You have been with Good Energy for 7 years, from Microgeneration Specialist to your role in tech today – how have you got there?
I joined in 2012 and in that year the FiT scheme grew massively. I loved the role and the customers and did everything I could to help customers enjoy their application process. I worked hard to keep up with changes to the scheme and coaching of new staff which led me into position of team leader. I was constantly refining processes and reporting trying to improve the service for our customers and staff. Through coaching I got quite good at team leading, but decided there was more I could do to help improve the service we were offering, and more I could learn in a project role.
After working on a larger system change in 2016 I was more aware of the roles available. So in 2017 I put myself on Prince2 project management course, and worked my way into a process change role in supply and soon after moved into IT as Product owner, in the last year I’ve been training in agile, scrum, and SQL Development. I take time to reflect on my future and say yes to as many opportunities as possible.
When we spoke you mentioned you are working closely with a female developer. What is the best thing about working with female developers?
On one of my latest projects I was working with a lady new to the company, the relationship formed so quickly and easily, which meant we could celebrate our achievements together. More than anything it’s great to have a balanced view and working environment, working with both male and female colleagues.
Why do you think there is a lack of females in technology?
I think that there’s a misunderstanding about what roles are available within IT and what skills are needed to perform them roles. I’ve found that the majority of the time it’s about team work, building relationships with stakeholders and analytical thinking, which are strong skills found in women. The technical knowledge can be learnt later and varies across departments and companies.
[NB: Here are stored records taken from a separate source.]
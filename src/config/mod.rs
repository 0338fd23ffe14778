use anyhow::{Context, Result};
use serde::Deserialize;
use std::path::{Path, PathBuf};
use tracing::info;

#[derive(Debug, Clone, Deserialize)]
pub struct Config {
    #[serde(default)]
    pub server: ServerConfig,
    #[serde(default)]
    pub auth: AuthConfig,
    #[serde(default)]
    pub storage: StorageConfig,
    #[serde(default)]
    pub catalog: CatalogConfig,
    #[serde(default)]
    pub rate_limit: RateLimitConfig,
    #[serde(default)]
    pub logging: LoggingConfig,
}

#[derive(Debug, Clone, Deserialize)]
pub struct ServerConfig {
    #[serde(default = "default_host")]
    pub host: String,
    #[serde(default = "default_port")]
    pub port: u16,
    #[serde(default = "default_data_dir")]
    pub data_dir: PathBuf,
    /// Include the underlying error text in 500 responses (never enable in production)
    #[serde(default)]
    pub expose_error_details: bool,
}

impl Default for ServerConfig {
    fn default() -> Self {
        Self {
            host: default_host(),
            port: default_port(),
            data_dir: default_data_dir(),
            expose_error_details: false,
        }
    }
}

fn default_host() -> String {
    "0.0.0.0".to_string()
}

fn default_port() -> u16 {
    8080
}

fn default_data_dir() -> PathBuf {
    PathBuf::from("./data")
}

#[derive(Debug, Clone, Deserialize)]
pub struct AuthConfig {
    /// Lifetime of an issued bearer token in days
    #[serde(default = "default_token_ttl_days")]
    pub token_ttl_days: i64,
    #[serde(default = "default_min_password_length")]
    pub min_password_length: usize,
}

impl Default for AuthConfig {
    fn default() -> Self {
        Self {
            token_ttl_days: default_token_ttl_days(),
            min_password_length: default_min_password_length(),
        }
    }
}

fn default_token_ttl_days() -> i64 {
    7
}

fn default_min_password_length() -> usize {
    8
}

#[derive(Debug, Clone, Deserialize)]
pub struct StorageConfig {
    /// Directory listing images are written to
    #[serde(default = "default_images_dir")]
    pub images_dir: PathBuf,
    /// URL prefix the images directory is served under
    #[serde(default = "default_public_url")]
    pub public_url: String,
    #[serde(default = "default_max_image_bytes")]
    pub max_image_bytes: usize,
    #[serde(default = "default_max_images")]
    pub max_images: usize,
}

impl Default for StorageConfig {
    fn default() -> Self {
        Self {
            images_dir: default_images_dir(),
            public_url: default_public_url(),
            max_image_bytes: default_max_image_bytes(),
            max_images: default_max_images(),
        }
    }
}

fn default_images_dir() -> PathBuf {
    PathBuf::from("./data/images")
}

fn default_public_url() -> String {
    "/storage".to_string()
}

fn default_max_image_bytes() -> usize {
    5 * 1024 * 1024
}

fn default_max_images() -> usize {
    3
}

#[derive(Debug, Clone, Deserialize)]
pub struct CatalogConfig {
    #[serde(default = "default_per_page")]
    pub per_page: u32,
    #[serde(default = "default_max_per_page")]
    pub max_per_page: u32,
}

impl Default for CatalogConfig {
    fn default() -> Self {
        Self {
            per_page: default_per_page(),
            max_per_page: default_max_per_page(),
        }
    }
}

fn default_per_page() -> u32 {
    10
}

fn default_max_per_page() -> u32 {
    50
}

#[derive(Debug, Clone, Deserialize)]
pub struct RateLimitConfig {
    #[serde(default = "default_rate_limit_enabled")]
    pub enabled: bool,
    /// Requests allowed per window on general API routes
    #[serde(default = "default_api_requests")]
    pub api_requests_per_window: u32,
    /// Requests allowed per window on /api/auth routes
    #[serde(default = "default_auth_requests")]
    pub auth_requests_per_window: u32,
    /// Login attempts allowed per window for one email from one address
    #[serde(default = "default_login_attempts")]
    pub login_attempts_per_window: u32,
    /// Booking requests allowed per window for one client account
    #[serde(default = "default_booking_requests")]
    pub booking_requests_per_window: u32,
    #[serde(default = "default_window_seconds")]
    pub window_seconds: u64,
    /// Seconds between sweeps of stale limiter entries
    #[serde(default = "default_cleanup_interval")]
    pub cleanup_interval: u64,
}

impl Default for RateLimitConfig {
    fn default() -> Self {
        Self {
            enabled: default_rate_limit_enabled(),
            api_requests_per_window: default_api_requests(),
            auth_requests_per_window: default_auth_requests(),
            login_attempts_per_window: default_login_attempts(),
            booking_requests_per_window: default_booking_requests(),
            window_seconds: default_window_seconds(),
            cleanup_interval: default_cleanup_interval(),
        }
    }
}

fn default_rate_limit_enabled() -> bool {
    true
}

fn default_api_requests() -> u32 {
    300
}

fn default_auth_requests() -> u32 {
    20
}

fn default_login_attempts() -> u32 {
    5
}

fn default_booking_requests() -> u32 {
    30
}

fn default_window_seconds() -> u64 {
    60
}

fn default_cleanup_interval() -> u64 {
    300
}

#[derive(Debug, Clone, Deserialize)]
pub struct LoggingConfig {
    #[serde(default = "default_log_level")]
    pub level: String,
}

impl Default for LoggingConfig {
    fn default() -> Self {
        Self {
            level: default_log_level(),
        }
    }
}

fn default_log_level() -> String {
    "info".to_string()
}

impl Default for Config {
    fn default() -> Self {
        Self {
            server: ServerConfig::default(),
            auth: AuthConfig::default(),
            storage: StorageConfig::default(),
            catalog: CatalogConfig::default(),
            rate_limit: RateLimitConfig::default(),
            logging: LoggingConfig::default(),
        }
    }
}

impl Config {
    pub fn load(path: &Path) -> Result<Self> {
        if path.exists() {
            info!("Loading configuration from {}", path.display());
            let content = std::fs::read_to_string(path)
                .with_context(|| format!("Failed to read config file: {}", path.display()))?;
            Self::parse(&content)
        } else {
            info!("No config file found, using defaults");
            Ok(Config::default())
        }
    }

    pub fn parse(content: &str) -> Result<Self> {
        toml::from_str(content).with_context(|| "Failed to parse configuration file")
    }
}

#[cfg(test)]
mod tests {
    use super::*;

    #[test]
    fn test_empty_config_uses_defaults() {
        let config = Config::parse("").unwrap();
        assert_eq!(config.server.port, 8080);
        assert_eq!(config.auth.token_ttl_days, 7);
        assert_eq!(config.storage.max_images, 3);
        assert_eq!(config.storage.max_image_bytes, 5 * 1024 * 1024);
        assert_eq!(config.catalog.per_page, 10);
        assert!(!config.server.expose_error_details);
    }

    #[test]
    fn test_partial_sections_keep_other_defaults() {
        let config = Config::parse(
            r#"
            [server]
            port = 9000

            [catalog]
            per_page = 25

            [rate_limit]
            enabled = false
            "#,
        )
        .unwrap();

        assert_eq!(config.server.port, 9000);
        assert_eq!(config.server.host, "0.0.0.0");
        assert_eq!(config.catalog.per_page, 25);
        assert_eq!(config.catalog.max_per_page, 50);
        assert!(!config.rate_limit.enabled);
        assert_eq!(config.rate_limit.auth_requests_per_window, 20);
        assert_eq!(config.rate_limit.login_attempts_per_window, 5);
        assert_eq!(config.rate_limit.booking_requests_per_window, 30);
    }

    #[test]
    fn test_missing_file_falls_back_to_defaults() {
        let config = Config::load(Path::new("/definitely/not/here/autoloc.toml")).unwrap();
        assert_eq!(config.logging.level, "info");
    }

    #[test]
    fn test_invalid_toml_is_rejected() {
        assert!(Config::parse("server = [").is_err());
    }
}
What would be your one bit of advice for women who want to get into technology?
Above everything find a role that you really enjoy, either in a company that you can really believe in or a subject you love, with enjoyment comes development and growth. Being able to laugh and enjoy work will surround you with people who want to help you succeed. Be confident in the fact you are a woman, and be prepared to work hard and gain the respect of those around you. Your passion will shine through.
What has been your biggest challenge in your career?
Moving from a team leader position to where I am now, I didn’t know where to begin but knew people I’d worked with who I wanted to be like. So I followed their lead, put myself through courses and started to learn the skills I needed to change roles, it’s rewarding trying something new.
Have you ever suffered from the imposture syndrome?
Yes, but it helps to realise it’s happening, find someone or a mix of people who help you to have confidence in your achievements, and regularly reflect on what you’ve accomplished. I don’t always celebrate my successes, I have a fear of looking arrogant, but I know I need to continue to work on that.
I know that Good Energy are working on a couple of things to support women in tech, could you tell me a bit about it?
Good Energy are actively employing women into our IT department, but we realise that the number of female applicants compared to male is low, so we are thinking ahead at how we can influence woman into tech in the future. We’re collaborating with local schools and changing the way IT is viewed within our orgnaisation.
We’re giving employees across the company the opportunity to experience more technology, we believe making people more aware of the skills needed in IT and helping them to learn some of these, will over time increase number of female applicants, we’re starting this in January with ‘Code club’, looking at the basics of code and web page development.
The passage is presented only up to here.